Exercise inputs -
-- Opening Marker --
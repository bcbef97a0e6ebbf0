//! Broad-Phase Spatial Grid
//!
//! Uniform grid culling of candidate collision pairs.
//!
//! # How It Works
//!
//! The cell size is chosen every step as twice the largest bounding radius
//! (bounded below by `min_cell_size`), so two bodies that overlap always sit
//! in the same or adjacent cells. Each body is keyed by the cell of its
//! center; the keys are sorted and every body scans the 3x3 block of cells
//! around it by binary search. Bodies larger than `max_cell_size` would
//! blow the grid up for everyone else, so they skip the grid and are paired
//! against every other body directly.
//!
//! No hash map is involved: pair discovery depends only on sorted keys, and
//! the output is sorted by `(lower index, higher index)` before it leaves.

use crate::body::BodyRegistry;
use crate::filter::CollisionFilter;
use crate::math::{Fix64, Vec2Fix};

#[cfg(not(feature = "std"))]
use alloc::vec::Vec;

/// Broad-phase tuning
#[derive(Clone, Copy, Debug, PartialEq, Eq)]
#[cfg_attr(feature = "serde", derive(serde::Serialize, serde::Deserialize))]
#[cfg_attr(feature = "serde", serde(default))]
pub struct BroadphaseConfig {
    /// Smallest cell edge
    pub min_cell_size: Fix64,
    /// Bodies whose diameter exceeds this bypass the grid
    pub max_cell_size: Fix64,
}

impl Default for BroadphaseConfig {
    fn default() -> Self {
        Self {
            min_cell_size: Fix64::from_ratio(1, 5),
            max_cell_size: Fix64::from_int(4),
        }
    }
}

#[derive(Clone, Copy, Debug)]
struct Proxy {
    index: u32,
    center: Vec2Fix,
    radius: Fix64,
    filter: CollisionFilter,
    moving: bool,
}

/// Reusable broad-phase state
#[derive(Clone, Debug, Default)]
pub struct SpatialGrid {
    proxies: Vec<Proxy>,
    /// `(cell x, cell y, proxy)` sorted ascending
    entries: Vec<(i64, i64, usize)>,
    oversized: Vec<usize>,
    cell_size: Fix64,
}

impl SpatialGrid {
    /// Create an empty grid
    #[must_use]
    pub fn new() -> Self {
        Self::default()
    }

    /// Cell size chosen by the last call to [`SpatialGrid::find_pairs`]
    #[must_use]
    pub fn cell_size(&self) -> Fix64 {
        self.cell_size
    }

    /// Collect candidate pairs as `(lower slot index, higher slot index)`.
    ///
    /// A pair is emitted when the filters allow it, at least one side is
    /// moving (awake dynamic or kinematic), and the bounding circles touch.
    /// `out` is cleared first and returned sorted.
    pub fn find_pairs(
        &mut self,
        bodies: &BodyRegistry,
        config: &BroadphaseConfig,
        out: &mut Vec<(u32, u32)>,
    ) {
        out.clear();
        self.proxies.clear();
        self.entries.clear();
        self.oversized.clear();

        for (handle, body) in bodies.iter() {
            self.proxies.push(Proxy {
                index: handle.index(),
                center: body.position,
                radius: body.shape.bounding_radius(),
                filter: body.filter,
                moving: body.is_moving(),
            });
        }

        let mut largest = Fix64::ZERO;
        for p in &self.proxies {
            let diameter = p.radius.double();
            if diameter <= config.max_cell_size {
                largest = largest.max(diameter);
            }
        }
        let cell = largest.max(config.min_cell_size).max(Fix64::EPSILON);
        self.cell_size = cell;

        for (i, p) in self.proxies.iter().enumerate() {
            if p.radius.double() > config.max_cell_size {
                self.oversized.push(i);
            } else {
                let cx = (p.center.x / cell).floor_int();
                let cy = (p.center.y / cell).floor_int();
                self.entries.push((cx, cy, i));
            }
        }
        self.entries.sort_unstable();

        for e in 0..self.entries.len() {
            let (cx, cy, pi) = self.entries[e];
            for dx in -1..=1 {
                for dy in -1..=1 {
                    let key = (cx + dx, cy + dy);
                    let lo = self.entries.partition_point(|&(x, y, _)| (x, y) < key);
                    let hi = self.entries.partition_point(|&(x, y, _)| (x, y) <= key);
                    for &(_, _, pj) in &self.entries[lo..hi] {
                        if self.proxies[pi].index < self.proxies[pj].index {
                            self.consider(pi, pj, out);
                        }
                    }
                }
            }
        }

        for (k, &o) in self.oversized.iter().enumerate() {
            for &(_, _, p) in &self.entries {
                self.consider(o, p, out);
            }
            for &o2 in &self.oversized[k + 1..] {
                self.consider(o, o2, out);
            }
        }

        out.sort_unstable();
        out.dedup();
    }

    fn consider(&self, i: usize, j: usize, out: &mut Vec<(u32, u32)>) {
        let a = &self.proxies[i];
        let b = &self.proxies[j];
        if !(a.moving || b.moving) {
            return;
        }
        if !CollisionFilter::can_collide(&a.filter, &b.filter) {
            return;
        }
        let reach = a.radius + b.radius;
        if a.center.distance_squared_to(b.center) > reach * reach {
            return;
        }
        out.push((a.index.min(b.index), a.index.max(b.index)));
    }
}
-- Closing Marker --
Your objective -
Search the entries above for "feature". Return every line that has it.

Answer space -
#[cfg(not(feature = "std"))]
#[cfg_attr(feature = "serde", derive(serde::Serialize, serde::Deserialize))]
#[cfg_attr(feature = "serde", serde(default))]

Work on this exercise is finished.